## [Your goal]
A verbatim copy of every entry is required. Produce it now.

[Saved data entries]

//! TOML-based application configuration.
//!
//! Stores the user's planning preferences:
//! - Work days and the daily work-hour window
//! - Daily task goal
//! - Energy-hours schedule (which hours suit high/medium/low energy work)
//! - Server settings for the functions service
//!
//! Configuration is stored at `~/.config/semana/config.toml`.

use serde::{Deserialize, Serialize};
use std::path::PathBuf;

use super::data_dir;
use crate::error::ConfigError;
use crate::task::EnergyLevel;

/// Hours of the day suited to each energy level.
#[derive(Debug, Clone, Serialize, Deserialize, PartialEq, Eq)]
pub struct EnergyHours {
    #[serde(default = "default_high_hours")]
    pub high: Vec<u8>,
    #[serde(default = "default_medium_hours")]
    pub medium: Vec<u8>,
    #[serde(default = "default_low_hours")]
    pub low: Vec<u8>,
}

impl EnergyHours {
    /// Candidate hours for an energy level.
    pub fn for_level(&self, level: EnergyLevel) -> &[u8] {
        match level {
            EnergyLevel::High => &self.high,
            EnergyLevel::Medium => &self.medium,
            EnergyLevel::Low => &self.low,
        }
    }
}

impl Default for EnergyHours {
    fn default() -> Self {
        Self {
            high: default_high_hours(),
            medium: default_medium_hours(),
            low: default_low_hours(),
        }
    }
}

/// Weekly planning preferences.
#[derive(Debug, Clone, Serialize, Deserialize, PartialEq, Eq)]
pub struct PlannerPreferences {
    /// Work days as ISO weekday numbers (1 = Monday .. 7 = Sunday)
    #[serde(default = "default_work_days")]
    pub work_days: Vec<u8>,
    #[serde(default = "default_work_start")]
    pub work_start_hour: u8,
    #[serde(default = "default_work_end")]
    pub work_end_hour: u8,
    /// Target number of tasks per work day
    #[serde(default = "default_daily_goal")]
    pub daily_task_goal: u32,
    #[serde(default)]
    pub energy_hours: EnergyHours,
}

impl PlannerPreferences {
    /// Width of the configured work window in hours.
    pub fn daily_window_hours(&self) -> f64 {
        self.work_end_hour.saturating_sub(self.work_start_hour) as f64
    }

    /// Whether the user changed anything from the defaults.
    pub fn is_customized(&self) -> bool {
        *self != Self::default()
    }
}

impl Default for PlannerPreferences {
    fn default() -> Self {
        Self {
            work_days: default_work_days(),
            work_start_hour: default_work_start(),
            work_end_hour: default_work_end(),
            daily_task_goal: default_daily_goal(),
            energy_hours: EnergyHours::default(),
        }
    }
}

/// Functions-service settings.
#[derive(Debug, Clone, Serialize, Deserialize)]
pub struct ServerConfig {
    /// Bind address, e.g. "127.0.0.1:8787"
    #[serde(default = "default_bind_addr")]
    pub bind_addr: String,
    /// Bearer token required by the function routes; unset disables the service
    #[serde(default)]
    pub api_token: Option<String>,
    /// User the service operates on behalf of
    #[serde(default = "default_user_id")]
    pub user_id: String,
}

impl Default for ServerConfig {
    fn default() -> Self {
        Self {
            bind_addr: default_bind_addr(),
            api_token: None,
            user_id: default_user_id(),
        }
    }
}

/// Application configuration.
///
/// Serialized to/from TOML at `~/.config/semana/config.toml`.
#[derive(Debug, Clone, Default, Serialize, Deserialize)]
pub struct Config {
    #[serde(default)]
    pub planner: PlannerPreferences,
    #[serde(default)]
    pub server: ServerConfig,
}

impl Config {
    /// Path of the configuration file.
    ///
    /// # Errors
    /// Returns an error if the data directory cannot be determined.
    pub fn path() -> Result<PathBuf, ConfigError> {
        let dir = data_dir().map_err(|e| ConfigError::LoadFailed {
            path: PathBuf::from("~/.config/semana"),
            message: e.to_string(),
        })?;
        Ok(dir.join("config.toml"))
    }

    /// Load the configuration, or defaults when the file does not exist.
    ///
    /// # Errors
    /// Returns an error if the file exists but cannot be read or parsed.
    pub fn load() -> Result<Self, ConfigError> {
        let path = Self::path()?;
        Self::load_from(&path)
    }

    /// Load from an explicit path (used by tests).
    pub fn load_from(path: &PathBuf) -> Result<Self, ConfigError> {
        if !path.exists() {
            return Ok(Self::default());
        }
        let raw = std::fs::read_to_string(path).map_err(|e| ConfigError::LoadFailed {
            path: path.clone(),
            message: e.to_string(),
        })?;
        toml::from_str(&raw).map_err(|e| ConfigError::ParseFailed(e.to_string()))
    }

    /// Save the configuration.
    ///
    /// # Errors
    /// Returns an error if serialization or the write fails.
    pub fn save(&self) -> Result<(), ConfigError> {
        let path = Self::path()?;
        self.save_to(&path)
    }

    /// Save to an explicit path (used by tests).
    pub fn save_to(&self, path: &PathBuf) -> Result<(), ConfigError> {
        let raw = toml::to_string_pretty(self).map_err(|e| ConfigError::SaveFailed {
            path: path.clone(),
            message: e.to_string(),
        })?;
        std::fs::write(path, raw).map_err(|e| ConfigError::SaveFailed {
            path: path.clone(),
            message: e.to_string(),
        })
    }
}

// Default functions
fn default_work_days() -> Vec<u8> {
    vec![1, 2, 3, 4, 5]
}
fn default_work_start() -> u8 {
    9
}
fn default_work_end() -> u8 {
    17
}
fn default_daily_goal() -> u32 {
    3
}
fn default_high_hours() -> Vec<u8> {
    vec![9, 10, 11]
}
fn default_medium_hours() -> Vec<u8> {
    vec![12, 13, 15, 16]
}
fn default_low_hours() -> Vec<u8> {
    vec![17, 18, 19]
}
fn default_bind_addr() -> String {
    "127.0.0.1:8787".to_string()
}
fn default_user_id() -> String {
    "local".to_string()
}

#[cfg(test)]
mod tests {
    use super::*;

    #[test]
    fn test_defaults() {
        let prefs = PlannerPreferences::default();
        assert_eq!(prefs.work_days, vec![1, 2, 3, 4, 5]);
        assert_eq!(prefs.daily_window_hours(), 8.0);
        assert!(!prefs.is_customized());
    }

    #[test]
    fn test_round_trip_through_toml() {
        let dir = tempfile::tempdir().unwrap();
        let path = dir.path().join("config.toml");

        let mut config = Config::default();
        config.planner.daily_task_goal = 5;
        config.planner.work_days = vec![1, 3, 5];
        config.server.api_token = Some("secreto".to_string());
        config.save_to(&path).unwrap();

        let loaded = Config::load_from(&path).unwrap();
        assert_eq!(loaded.planner.daily_task_goal, 5);
        assert_eq!(loaded.planner.work_days, vec![1, 3, 5]);
        assert_eq!(loaded.server.api_token.as_deref(), Some("secreto"));
        assert!(loaded.planner.is_customized());
    }

    #[test]
    fn test_missing_file_loads_defaults() {
        let dir = tempfile::tempdir().unwrap();
        let path = dir.path().join("absent.toml");
        let config = Config::load_from(&path).unwrap();
        assert!(!config.planner.is_customized());
    }

    #[test]
    fn test_partial_file_fills_defaults() {
        let dir = tempfile::tempdir().unwrap();
        let path = dir.path().join("config.toml");
        std::fs::write(&path, "[planner]\ndaily_task_goal = 4\n").unwrap();

        let config = Config::load_from(&path).unwrap();
        assert_eq!(config.planner.daily_task_goal, 4);
        assert_eq!(config.planner.work_start_hour, 9);
    }

    #[test]
    fn test_energy_hours_lookup() {
        let hours = EnergyHours::default();
        assert_eq!(hours.for_level(crate::task::EnergyLevel::High), &[9, 10, 11]);
    }
}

## [Your response]
//! TOML-based application configuration.
//!
//! Stores the user's planning preferences:
//! - Work days and the daily work-hour window
//! - Daily task goal
//! - Energy-hours schedule (which hours suit high/medium/low energy work)
//! - Server settings for the functions service
//!
//! Configuration is stored at `~/.config/semana/config.toml`.

use serde::{Deserialize, Serialize};
use std::path::PathBuf;

use super::data_dir;
use crate::error::ConfigError;
use crate::task::EnergyLevel;

/// Hours of the day suited to each energy level.
#[derive(Debug, Clone, Serialize, Deserialize, PartialEq, Eq)]
pub struct EnergyHours {
    #[serde(default = "default_high_hours")]
    pub high: Vec<u8>,
    #[serde(default = "default_medium_hours")]
    pub medium: Vec<u8>,
    #[serde(default = "default_low_hours")]
    pub low: Vec<u8>,
}

impl EnergyHours {
    /// Candidate hours for an energy level.
    pub fn for_level(&self, level: EnergyLevel) -> &[u8] {
        match level {
            EnergyLevel::High => &self.high,
            EnergyLevel::Medium => &self.medium,
            EnergyLevel::Low => &self.low,
        }
    }
}

impl Default for EnergyHours {
    fn default() -> Self {
        Self {
            high: default_high_hours(),
            medium: default_medium_hours(),
            low: default_low_hours(),
        }
    }
}

/// Weekly planning preferences.
#[derive(Debug, Clone, Serialize, Deserialize, PartialEq, Eq)]
pub struct PlannerPreferences {
    /// Work days as ISO weekday numbers (1 = Monday .. 7 = Sunday)
    #[serde(default = "default_work_days")]
    pub work_days: Vec<u8>,
    #[serde(default = "default_work_start")]
    pub work_start_hour: u8,
    #[serde(default = "default_work_end")]
    pub work_end_hour: u8,
    /// Target number of tasks per work day
    #[serde(default = "default_daily_goal")]
    pub daily_task_goal: u32,
    #[serde(default)]
    pub energy_hours: EnergyHours,
}

impl PlannerPreferences {
    /// Width of the configured work window in hours.
    pub fn daily_window_hours(&self) -> f64 {
        self.work_end_hour.saturating_sub(self.work_start_hour) as f64
    }

    /// Whether the user changed anything from the defaults.
    pub fn is_customized(&self) -> bool {
        *self != Self::default()
    }
}

impl Default for PlannerPreferences {
    fn default() -> Self {
        Self {
            work_days: default_work_days(),
            work_start_hour: default_work_start(),
            work_end_hour: default_work_end(),
            daily_task_goal: default_daily_goal(),
            energy_hours: EnergyHours::default(),
        }
    }
}

/// Functions-service settings.
#[derive(Debug, Clone, Serialize, Deserialize)]
pub struct ServerConfig {
    /// Bind address, e.g. "127.0.0.1:8787"
    #[serde(default = "default_bind_addr")]
    pub bind_addr: String,
    /// Bearer token required by the function routes; unset disables the service
    #[serde(default)]
    pub api_token: Option<String>,
    /// User the service operates on behalf of
    #[serde(default = "default_user_id")]
    pub user_id: String,
}

impl Default for ServerConfig {
    fn default() -> Self {
        Self {
            bind_addr: default_bind_addr(),
            api_token: None,
            user_id: default_user_id(),
        }
    }
}

/// Application configuration.
///
/// Serialized to/from TOML at `~/.config/semana/config.toml`.
#[derive(Debug, Clone, Default, Serialize, Deserialize)]
pub struct Config {
    #[serde(default)]
    pub planner: PlannerPreferences,
    #[serde(default)]
    pub server: ServerConfig,
}

impl Config {
    /// Path of the configuration file.
    ///
    /// # Errors
    /// Returns an error if the data directory cannot be determined.
    pub fn path() -> Result<PathBuf, ConfigError> {
        let dir = data_dir().map_err(|e| ConfigError::LoadFailed {
            path: PathBuf::from("~/.config/semana"),
            message: e.to_string(),
        })?;
        Ok(dir.join("config.toml"))
    }

    /// Load the configuration, or defaults when the file does not exist.
    ///
    /// # Errors
    /// Returns an error if the file exists but cannot be read or parsed.
    pub fn load() -> Result<Self, ConfigError> {
        let path = Self::path()?;
        Self::load_from(&path)
    }

    /// Load from an explicit path (used by tests).
    pub fn load_from(path: &PathBuf) -> Result<Self, ConfigError> {
        if !path.exists() {
            return Ok(Self::default());
        }
        let raw = std::fs::read_to_string(path).map_err(|e| ConfigError::LoadFailed {
            path: path.clone(),
            message: e.to_string(),
        })?;
        toml::from_str(&raw).map_err(|e| ConfigError::ParseFailed(e.to_string()))
    }

    /// Save the configuration.
    ///
    /// # Errors
    /// Returns an error if serialization or the write fails.
    pub fn save(&self) -> Result<(), ConfigError> {
        let path = Self::path()?;
        self.save_to(&path)
    }

    /// Save to an explicit path (used by tests).
    pub fn save_to(&self, path: &PathBuf) -> Result<(), ConfigError> {
        let raw = toml::to_string_pretty(self).map_err(|e| ConfigError::SaveFailed {
            path: path.clone(),
            message: e.to_string(),
        })?;
        std::fs::write(path, raw).map_err(|e| ConfigError::SaveFailed {
            path: path.clone(),
            message: e.to_string(),
        })
    }
}

// Default functions
fn default_work_days() -> Vec<u8> {
    vec![1, 2, 3, 4, 5]
}
fn default_work_start() -> u8 {
    9
}
fn default_work_end() -> u8 {
    17
}
fn default_daily_goal() -> u32 {
    3
}
fn default_high_hours() -> Vec<u8> {
    vec![9, 10, 11]
}
fn default_medium_hours() -> Vec<u8> {
    vec![12, 13, 15, 16]
}
fn default_low_hours() -> Vec<u8> {
    vec![17, 18, 19]
}
fn default_bind_addr() -> String {
    "127.0.0.1:8787".to_string()
}
fn default_user_id() -> String {
    "local".to_string()
}

#[cfg(test)]
mod tests {
    use super::*;

    #[test]
    fn test_defaults() {
        let prefs = PlannerPreferences::default();
        assert_eq!(prefs.work_days, vec![1, 2, 3, 4, 5]);
        assert_eq!(prefs.daily_window_hours(), 8.0);
        assert!(!prefs.is_customized());
    }

    #[test]
    fn test_round_trip_through_toml() {
        let dir = tempfile::tempdir().unwrap();
        let path = dir.path().join("config.toml");

        let mut config = Config::default();
        config.planner.daily_task_goal = 5;
        config.planner.work_days = vec![1, 3, 5];
        config.server.api_token = Some("secreto".to_string());
        config.save_to(&path).unwrap();

        let loaded = Config::load_from(&path).unwrap();
        assert_eq!(loaded.planner.daily_task_goal, 5);
        assert_eq!(loaded.planner.work_days, vec![1, 3, 5]);
        assert_eq!(loaded.server.api_token.as_deref(), Some("secreto"));
        assert!(loaded.planner.is_customized());
    }

    #[test]
    fn test_missing_file_loads_defaults() {
        let dir = tempfile::tempdir().unwrap();
        let path = dir.path().join("absent.toml");
        let config = Config::load_from(&path).unwrap();
        assert!(!config.planner.is_customized());
    }

    #[test]
    fn test_partial_file_fills_defaults() {
        let dir = tempfile::tempdir().unwrap();
        let path = dir.path().join("config.toml");
        std::fs::write(&path, "[planner]\ndaily_task_goal = 4\n").unwrap();

        let config = Config::load_from(&path).unwrap();
        assert_eq!(config.planner.daily_task_goal, 4);
        assert_eq!(config.planner.work_start_hour, 9);
    }

    #[test]
    fn test_energy_hours_lookup() {
        let hours = EnergyHours::default();
        assert_eq!(hours.for_level(crate::task::EnergyLevel::High), &[9, 10, 11]);
    }
}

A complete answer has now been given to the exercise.